What You'll Learn
- How to isolate ankle movement while maintaining a still knee for improved stability
- Techniques to strengthen the lateral shin muscles through winged demi-pointe drills
- Methods for building intrinsic foot strength using ball compression and toe presses
- Integration of the quadriceps and kneecaps to support functional foot movements like the fondu
- Targeted stretches for the Achilles tendon and arches to maintain flexibility
About This Video
Strengthening the feet is a fundamental aspect of ballet training that often requires specialized attention beyond the standard barre routine. At Broche Ballet, we believe that building a solid foundation is the key to longevity and grace in dance. This 13-minute conditioning session, titled Pre-pointe: Strengthening Feet with Ball Exercises, is specifically crafted to bridge the gap between basic footwork and the advanced demands of pointe work.
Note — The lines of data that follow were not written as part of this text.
#![allow(unused_macros)]

pub const TEST_SECRET: &str = "test-secret-key-for-story-tests";

macro_rules! setup_app {
    () => {{
        let state = ::actix_web::web::Data::new(
            ::story_share_api::presentation::handlers::AppState::in_memory(
                common::TEST_SECRET.to_string(),
                3600,
            ),
        );
        ::actix_web::test::init_service(
            ::actix_web::App::new()
                .app_data(state.clone())
                .wrap(::story_share_api::presentation::middleware::JwtAuthMiddleware::new(
                    common::TEST_SECRET,
                ))
                .wrap(::story_share_api::presentation::middleware::TimingMiddleware)
                .wrap(::story_share_api::presentation::middleware::RequestIdMiddleware)
                .configure(::story_share_api::presentation::routes::configure),
        )
        .await
    }};
}

/// Registers a user and yields `(token, user_id)`.
macro_rules! register_user {
    ($app:expr, $name:expr, $email:expr) => {{
        let req = ::actix_web::test::TestRequest::post()
            .uri("/api/auth/register")
            .set_json(::serde_json::json!({
                "name": $name,
                "email": $email,
                "password": "password123",
            }))
            .to_request();
        let resp = ::actix_web::test::call_service(&$app, req).await;
        assert_eq!(resp.status(), ::actix_web::http::StatusCode::CREATED);
        let session: ::story_share_api::domain::user::AuthSession =
            ::actix_web::test::read_body_json(resp).await;
        (session.token, session.user.id)
    }};
}

/// Creates a story as the given user and yields the resolved story.
macro_rules! create_story {
    ($app:expr, $token:expr, $body:expr) => {{
        let req = ::actix_web::test::TestRequest::post()
            .uri("/api/stories")
            .insert_header(("Authorization", format!("Bearer {}", $token)))
            .set_json($body)
            .to_request();
        let resp = ::actix_web::test::call_service(&$app, req).await;
        assert_eq!(resp.status(), ::actix_web::http::StatusCode::CREATED);
        let story: ::story_share_api::domain::models::StoryView =
            ::actix_web::test::read_body_json(resp).await;
        story
    }};
}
Even if you are not yet planning to go en pointe, the exercises provided here will dramatically improve your stability, balance, and aesthetic line in any style of dance. This practice introduces a small ball as a primary resistance tool, offering a different stimulus than the common resistance band. We start by focusing on ankle isolation.
Dancers often struggle with unwanted knee movement when trying to articulate the feet; here, you will learn to keep the knee stationary while moving the ankle through its full range of motion. This specific focus builds the stabilization muscles necessary for secure turns and balances. A unique highlight of this session is the winging exercise.
By holding a winged demi-pointe position against the resistance of the ball, you target the lateral muscles of the shin. This helps in achieving the desired aesthetic line in ballet while also protecting the ankle from rolling or wobbling. Furthermore, the practice includes deep toe presses and ball squeezes that challenge your intrinsic foot muscles.
We encourage you to exert enough force to visibly compress the ball, ensuring you are building true, raw strength. To make these exercises functional for actual ballet movement, we integrate the whole leg. We focus on pulling up through the kneecap and engaging the quadriceps.
This total-body awareness ensures that your foot strength supports larger movements like a controlled fondu or a powerful jump. Finally, we finish with essential stretches for the Achilles tendon and the arches of the foot, promoting a healthy balance of strength and flexibility.